Es ist nützlich und empfehlenswert (wenn auch nicht vorgeschrieben), dass die Patientenverfügung regelmäßig auf Übereinstimmung mit Ihrem aktuellen Willen überprüft und neu unterzeichnet wird. Ob dies, wie empfohlen, jedes Jahr geschieht, ist eine persönliche Entscheidung.

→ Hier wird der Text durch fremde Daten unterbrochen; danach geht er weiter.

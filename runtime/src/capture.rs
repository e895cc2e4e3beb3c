//! Response tap and per-section completeness wait.
//!
//! The tap is a task that turns intercepted bodies into [`CaptureEvent`]s.
//! It reads the active-section marker only after a body has been decoded
//! and resolved, so a payload is attributed to whichever section is active
//! when its decoding completes.

use crate::renderer::InterceptedResponse;
use dashtap::{attribute, try_decode, CaptureEvent, CaptureLog, MetricKey, MetricResolver};
use std::sync::atomic::{AtomicUsize, Ordering};
use std::sync::Arc;
use std::time::{Duration, Instant};
use tokio::sync::{mpsc, watch};
use tokio::task::JoinHandle;

#[derive(Debug, Default)]
pub struct TapStats {
    payloads: AtomicUsize,
    decode_failures: AtomicUsize,
}

impl TapStats {
    pub fn payloads(&self) -> usize {
        self.payloads.load(Ordering::Relaxed)
    }

    pub fn decode_failures(&self) -> usize {
        self.decode_failures.load(Ordering::Relaxed)
    }
}

/// Running response tap. Dropping it stops the task.
pub struct ResponseTap {
    handle: JoinHandle<()>,
    stats: Arc<TapStats>,
}

impl ResponseTap {
    pub fn spawn(
        mut responses: mpsc::UnboundedReceiver<InterceptedResponse>,
        marker: watch::Receiver<Option<String>>,
        resolver: MetricResolver,
        guard: String,
        started: Instant,
        events: mpsc::UnboundedSender<CaptureEvent>,
    ) -> Self {
        let stats = Arc::new(TapStats::default());
        let task_stats = Arc::clone(&stats);

        let handle = tokio::spawn(async move {
            let mut seq = 0u64;
            while let Some(response) = responses.recv().await {
                seq += 1;
                task_stats.payloads.fetch_add(1, Ordering::Relaxed);

                let columns = match try_decode(&response.body, &guard) {
                    Ok(columns) => columns,
                    Err(e) => {
                        task_stats.decode_failures.fetch_add(1, Ordering::Relaxed);
                        tracing::debug!(url = %response.url, seq, "discarding payload: {e}");
                        continue;
                    }
                };
                let resolved = resolver.resolve(&columns);

                let section = marker.borrow().clone();
                let at_ms = started.elapsed().as_millis() as u64;
                tracing::debug!(
                    seq,
                    columns = columns.len(),
                    resolved = resolved.len(),
                    section = section.as_deref().unwrap_or("-"),
                    "payload decoded"
                );

                for event in attribute(section.as_deref(), resolved, seq, at_ms) {
                    if events.send(event).is_err() {
                        return;
                    }
                }
            }
        });

        Self { handle, stats }
    }

    pub fn stats(&self) -> &TapStats {
        &self.stats
    }
}

impl Drop for ResponseTap {
    fn drop(&mut self) {
        self.handle.abort();
    }
}

/// Result of waiting on one section.
#[derive(Debug, Clone, PartialEq, Eq)]
pub struct SectionWait {
    pub complete: bool,
    pub missing: Vec<MetricKey>,
    pub waited: Duration,
}

/// Move every queued event into the log.
pub fn drain(events: &mut mpsc::UnboundedReceiver<CaptureEvent>, log: &mut CaptureLog) -> usize {
    let mut moved = 0;
    while let Ok(event) = events.try_recv() {
        log.push(event);
        moved += 1;
    }
    moved
}

/// Poll until every metric has a value for `section` or the deadline passes.
pub async fn await_section(
    section: &str,
    metrics: &[MetricKey],
    log: &mut CaptureLog,
    events: &mut mpsc::UnboundedReceiver<CaptureEvent>,
    deadline: Duration,
    poll: Duration,
) -> SectionWait {
    let start = Instant::now();
    loop {
        drain(events, log);
        if log.is_complete(section, metrics) {
            return SectionWait {
                complete: true,
                missing: Vec::new(),
                waited: start.elapsed(),
            };
        }
        let waited = start.elapsed();
        if waited >= deadline {
            return SectionWait {
                complete: false,
                missing: log.missing(section, metrics),
                waited,
            };
        }
        tokio::time::sleep(poll.min(deadline - waited)).await;
    }
}
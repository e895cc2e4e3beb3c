//! Label locators: ways of turning a section label into an element query.
//!
//! Locators are tried in order for every label variant; the first one whose
//! query produces a clickable element wins. Adding a strategy means adding a
//! [`LabelLocator`] to the list, the navigation loop stays the same.

const UPPER: &str = "ABCDEFGHIJKLMNOPQRSTUVWXYZÁÉÍÓÚÜÑ";
const LOWER: &str = "abcdefghijklmnopqrstuvwxyzáéíóúüñ";

/// Elements that behave like navigation controls on a report page.
const CONTROL: &str = "self::button or self::a or @role='button' or @role='tab' \
     or @role='link' or @role='menuitem' or @role='option' or @tabindex";

/// Builds an XPath query that finds the control for a label.
pub trait LabelLocator: Send + Sync {
    /// Short name used in logs.
    fn name(&self) -> &'static str;
    fn xpath(&self, label: &str) -> String;
}

/// An element whose own text is exactly the label, ignoring surrounding whitespace.
pub struct ExactText;

impl LabelLocator for ExactText {
    fn name(&self) -> &'static str {
        "exact-text"
    }

    fn xpath(&self, label: &str) -> String {
        format!("//*[text()[normalize-space(.)={}]]", literal(label))
    }
}

/// The innermost interactive control whose text contains the label, case-insensitively.
pub struct ControlContainingText;

impl LabelLocator for ControlContainingText {
    fn name(&self) -> &'static str {
        "control-contains"
    }

    fn xpath(&self, label: &str) -> String {
        let needle = literal(&label.to_lowercase());
        let matches = format!(
            "({CONTROL}) and contains({}, {needle})",
            lower("normalize-space(.)")
        );
        format!("//*[{matches}][not(.//*[{matches}])]")
    }
}

/// Any element whose `aria-label` contains the label, case-insensitively.
pub struct AriaLabel;

impl LabelLocator for AriaLabel {
    fn name(&self) -> &'static str {
        "aria-label"
    }

    fn xpath(&self, label: &str) -> String {
        format!(
            "//*[@aria-label and contains({}, {})]",
            lower("@aria-label"),
            literal(&label.to_lowercase())
        )
    }
}

/// The default strategy order: strictest first.
pub fn default_locators() -> Vec<Box<dyn LabelLocator>> {
    vec![
        Box::new(ExactText),
        Box::new(ControlContainingText),
        Box::new(AriaLabel),
    ]
}

fn lower(expr: &str) -> String {
    format!("translate({expr}, '{UPPER}', '{LOWER}')")
}

/// Quote `text` as an XPath 1.0 string literal.
///
/// XPath 1.0 has no escape sequences, so text holding both quote kinds is
/// assembled with `concat()`.
pub fn literal(text: &str) -> String {
    if !text.contains('\'') {
        return format!("'{text}'");
    }
    if !text.contains('"') {
        return format!("\"{text}\"");
    }
    let parts: Vec<String> = text.split('\'').map(|p| format!("'{p}'")).collect();
    format!("concat({})", parts.join(", \"'\", "))
}
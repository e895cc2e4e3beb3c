//! Environment readiness check.

use crate::cli::output;
use crate::renderer::chromium::find_chromium;
use anyhow::Result;
use dashtap::ExtractionConfig;

/// Check Chromium availability and the effective configuration.
///
/// A configuration that failed to load is reported, not returned as an error.
pub async fn run(config: Result<ExtractionConfig>) -> Result<()> {
    let chromium_path = find_chromium();
    let (config, config_error) = match config {
        Ok(c) => (Some(c), None),
        Err(e) => (None, Some(format!("{e:#}"))),
    };
    let ready = chromium_path.is_some() && config.is_some();

    if output::is_json() {
        output::print_json(&serde_json::json!({
            "os": std::env::consts::OS,
            "arch": std::env::consts::ARCH,
            "chromium": chromium_path.as_ref().map(|p| p.display().to_string()),
            "config_error": config_error,
            "dashboard_url": config.as_ref().map(|c| c.dashboard_url.clone()),
            "sections": config.as_ref().map(|c| c.sections.len()),
            "metrics": config.as_ref().map(|c| c.metrics.len()),
            "ready": ready,
        }));
        return Ok(());
    }

    println!("Dashtap Doctor");
    println!("==============");
    println!();
    println!("OS:   {}", std::env::consts::OS);
    println!("Arch: {}", std::env::consts::ARCH);
    println!();

    match &chromium_path {
        Some(path) => println!("[OK] Chromium found: {}", path.display()),
        None => println!("[!!] Chromium NOT found. Set DASHTAP_CHROMIUM_PATH or install Chrome."),
    }
    match (&config, &config_error) {
        (Some(config), _) => {
            println!(
                "[OK] Configuration valid: {} sections, {} metrics",
                config.sections.len(),
                config.metrics.len()
            );
            println!("     Dashboard: {}", config.dashboard_url);
            println!(
                "     Headless:  {}",
                if config.headless { "yes" } else { "no" }
            );
        }
        (None, Some(e)) => println!("[!!] Configuration invalid: {e}"),
        (None, None) => {}
    }

    println!();
    if ready {
        println!("Status: READY");
    } else {
        println!("Status: NOT READY");
    }

    Ok(())
}
//! Core data types for sections, metrics, raw columns and the metrics table.

use serde::{Deserialize, Serialize, Serializer};
use std::fmt;

/// Canonical identifier for a KPI, independent of the source's column naming.
#[derive(Debug, Clone, PartialEq, Eq, Hash, PartialOrd, Ord, Serialize, Deserialize)]
#[serde(transparent)]
pub struct MetricKey(String);

impl MetricKey {
    pub fn new(name: impl Into<String>) -> Self {
        Self(name.into())
    }

    pub fn as_str(&self) -> &str {
        &self.0
    }
}

impl fmt::Display for MetricKey {
    fn fmt(&self, f: &mut fmt::Formatter<'_>) -> fmt::Result {
        f.write_str(&self.0)
    }
}

impl From<&str> for MetricKey {
    fn from(name: &str) -> Self {
        Self::new(name)
    }
}

/// One navigable view of the dashboard.
///
/// Identity is the ordinal position in the configured sequence; `name` is the
/// display name used as the table key, `labels` are the on-page text variants
/// tried when targeting the control that opens it.
#[derive(Debug, Clone, PartialEq, Eq, Serialize, Deserialize)]
pub struct Section {
    pub name: String,
    #[serde(default)]
    pub labels: Vec<String>,
}

impl Section {
    pub fn new(name: &str, labels: &[&str]) -> Self {
        Self {
            name: name.to_string(),
            labels: labels.iter().map(|l| l.to_string()).collect(),
        }
    }

    /// Label variants in priority order. Falls back to the display name.
    pub fn label_variants(&self) -> Vec<&str> {
        if self.labels.is_empty() {
            vec![self.name.as_str()]
        } else {
            self.labels.iter().map(String::as_str).collect()
        }
    }
}

/// An untyped scalar pulled out of a payload, prior to normalization.
#[derive(Debug, Clone, PartialEq, Serialize, Deserialize)]
#[serde(untagged)]
pub enum RawValue {
    Int(i64),
    Float(f64),
    Text(String),
}

impl RawValue {
    /// Convert a JSON scalar. Arrays, objects, booleans and null yield `None`.
    pub fn from_json(value: &serde_json::Value) -> Option<Self> {
        match value {
            serde_json::Value::Number(n) => {
                if let Some(i) = n.as_i64() {
                    Some(RawValue::Int(i))
                } else {
                    n.as_f64().map(RawValue::Float)
                }
            }
            serde_json::Value::String(s) => Some(RawValue::Text(s.clone())),
            _ => None,
        }
    }
}

impl fmt::Display for RawValue {
    fn fmt(&self, f: &mut fmt::Formatter<'_>) -> fmt::Result {
        match self {
            RawValue::Int(i) => write!(f, "{i}"),
            RawValue::Float(x) => write!(f, "{x}"),
            RawValue::Text(s) => f.write_str(s),
        }
    }
}

impl From<i64> for RawValue {
    fn from(v: i64) -> Self {
        RawValue::Int(v)
    }
}

impl From<f64> for RawValue {
    fn from(v: f64) -> Self {
        RawValue::Float(v)
    }
}

impl From<&str> for RawValue {
    fn from(v: &str) -> Self {
        RawValue::Text(v.to_string())
    }
}

/// A (column identifier, value) pair from one decoded payload.
#[derive(Debug, Clone, PartialEq, Serialize, Deserialize)]
pub struct RawColumn {
    pub id: String,
    pub value: RawValue,
}

/// Flat column-identifier → value mapping produced by the decoder.
///
/// Keeps first-seen order; re-inserting an identifier replaces its value in place.
#[derive(Debug, Clone, Default, PartialEq)]
pub struct ColumnMap {
    columns: Vec<RawColumn>,
}

impl ColumnMap {
    pub fn new() -> Self {
        Self::default()
    }

    pub fn insert(&mut self, id: impl Into<String>, value: RawValue) {
        let id = id.into();
        match self.columns.iter_mut().find(|c| c.id == id) {
            Some(existing) => existing.value = value,
            None => self.columns.push(RawColumn { id, value }),
        }
    }

    pub fn get(&self, id: &str) -> Option<&RawValue> {
        self.columns.iter().find(|c| c.id == id).map(|c| &c.value)
    }

    pub fn iter(&self) -> impl Iterator<Item = &RawColumn> {
        self.columns.iter()
    }

    pub fn len(&self) -> usize {
        self.columns.len()
    }

    pub fn is_empty(&self) -> bool {
        self.columns.is_empty()
    }
}

impl<K: Into<String>> FromIterator<(K, RawValue)> for ColumnMap {
    fn from_iter<I: IntoIterator<Item = (K, RawValue)>>(iter: I) -> Self {
        let mut map = ColumnMap::new();
        for (id, value) in iter {
            map.insert(id, value);
        }
        map
    }
}

/// How a column was tied to a metric. Ordered weakest to strongest.
#[derive(Debug, Clone, Copy, PartialEq, Eq, PartialOrd, Ord, Hash, Serialize, Deserialize)]
#[serde(rename_all = "snake_case")]
pub enum MatchKind {
    /// Unrecognized identifier carrying the structural prefix.
    Prefix,
    /// Column name tokens matched a metric's keyword set.
    Keyword,
    /// Identifier listed in the exact-match table.
    Exact,
}

/// One row of final integer values, in configured metric order.
#[derive(Debug, Clone, PartialEq, Eq, Default)]
pub struct MetricRow {
    values: Vec<(MetricKey, i64)>,
}

impl MetricRow {
    /// A row with every metric set to zero.
    pub fn zeroed<'a>(metrics: impl IntoIterator<Item = &'a MetricKey>) -> Self {
        Self {
            values: metrics.into_iter().map(|m| (m.clone(), 0)).collect(),
        }
    }

    pub fn get(&self, metric: &MetricKey) -> Option<i64> {
        self.values
            .iter()
            .find(|(k, _)| k == metric)
            .map(|(_, v)| *v)
    }

    /// Set a metric's value. Unknown metrics are ignored so the row shape never changes.
    pub fn set(&mut self, metric: &MetricKey, value: i64) {
        if let Some(slot) = self.values.iter_mut().find(|(k, _)| k == metric) {
            slot.1 = value;
        }
    }

    pub fn is_all_zero(&self) -> bool {
        self.values.iter().all(|(_, v)| *v == 0)
    }

    pub fn keys(&self) -> impl Iterator<Item = &MetricKey> {
        self.values.iter().map(|(k, _)| k)
    }

    pub fn iter(&self) -> impl Iterator<Item = (&MetricKey, i64)> {
        self.values.iter().map(|(k, v)| (k, *v))
    }

    pub fn len(&self) -> usize {
        self.values.len()
    }

    pub fn is_empty(&self) -> bool {
        self.values.is_empty()
    }
}

impl Serialize for MetricRow {
    fn serialize<S: Serializer>(&self, serializer: S) -> Result<S::Ok, S::Error> {
        serializer.collect_map(self.values.iter().map(|(k, v)| (k.as_str(), v)))
    }
}

/// Section display name → metric row, in configured section order.
#[derive(Debug, Clone, PartialEq, Eq, Default)]
pub struct MetricsTable {
    rows: Vec<(String, MetricRow)>,
}

impl MetricsTable {
    /// A table with one all-zero row per section.
    pub fn zeroed(sections: &[Section], metrics: &[MetricKey]) -> Self {
        Self {
            rows: sections
                .iter()
                .map(|s| (s.name.clone(), MetricRow::zeroed(metrics)))
                .collect(),
        }
    }

    pub fn row(&self, section: &str) -> Option<&MetricRow> {
        self.rows.iter().find(|(n, _)| n == section).map(|(_, r)| r)
    }

    pub fn row_mut(&mut self, section: &str) -> Option<&mut MetricRow> {
        self.rows
            .iter_mut()
            .find(|(n, _)| n == section)
            .map(|(_, r)| r)
    }

    pub fn get(&self, section: &str, metric: &MetricKey) -> Option<i64> {
        self.row(section).and_then(|r| r.get(metric))
    }

    pub fn section_names(&self) -> impl Iterator<Item = &str> {
        self.rows.iter().map(|(n, _)| n.as_str())
    }

    pub fn iter(&self) -> impl Iterator<Item = (&str, &MetricRow)> {
        self.rows.iter().map(|(n, r)| (n.as_str(), r))
    }

    pub fn len(&self) -> usize {
        self.rows.len()
    }

    pub fn is_empty(&self) -> bool {
        self.rows.is_empty()
    }
}

impl Serialize for MetricsTable {
    fn serialize<S: Serializer>(&self, serializer: S) -> Result<S::Ok, S::Error> {
        serializer.collect_map(self.rows.iter().map(|(n, r)| (n.as_str(), r)))
    }
}
//! Dashtap: core extraction engine for KPI values hidden in dashboard network traffic.
//!
//! The pipeline, leaves first: [`decode`] turns a response body into columns,
//! [`resolve`] names them, [`capture`] attributes them to sections,
//! [`consolidate`] produces the final [`report`].

pub mod capture;
pub mod config;
pub mod consolidate;
pub mod decode;
pub mod error;
pub mod normalize;
pub mod report;
pub mod resolve;
pub mod types;

pub use capture::{attribute, CaptureEvent, CaptureLog, Cell, Correlator, CorrelatorState};
pub use config::{ExtractionConfig, MetricSpec, Timeouts};
pub use consolidate::{consolidate, consolidate_at};
pub use decode::{decode_payload, strip_guard, try_decode, GUARD_PREFIX};
pub use error::{ConfigError, DecodeError, HarvestError, NormalizationError};
pub use normalize::{normalize, normalize_text};
pub use report::{
    AggregateSource, CaptureTimeout, CellGap, CompletenessReport, ExtractionReport, GapReason,
    NavigationMiss, RunDiagnostics,
};
pub use resolve::{MetricResolver, ResolvedMetric};
pub use types::*;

Zu bedenken ist, dass eine in nicht zu großen Abständen erfolgte Aktualisierung eine wichtige vertrauensbildende Maßnahme für die Patientenverfügung darstellt.

15. Schlussbemerkungen

Wenn die Patientenverfügung maschinell erstellt (z.B. am PC) und ausdruckt wird, dann sollte unmittelbar vor der Unterschrift ein von Hand geschriebener Satz eingefügt werden, etwa der Art: „Ich habe diese persönliche Patientenverfügung eigenhändig am PC erstellt.“ Dadurch zeigt man, dass man keine vorgefertigte Patientenverfügung ungeprüft übernommen hat.

Eine Patientenverfügung ist verbindlich, wenn die dazu getroffenen Festlegungen auf die vorliegende Lebens- und Behandlungssituation zutreffen und es keine Anhaltspunkte dafür gibt, dass der Betroffene seine Entscheidung geändert hat.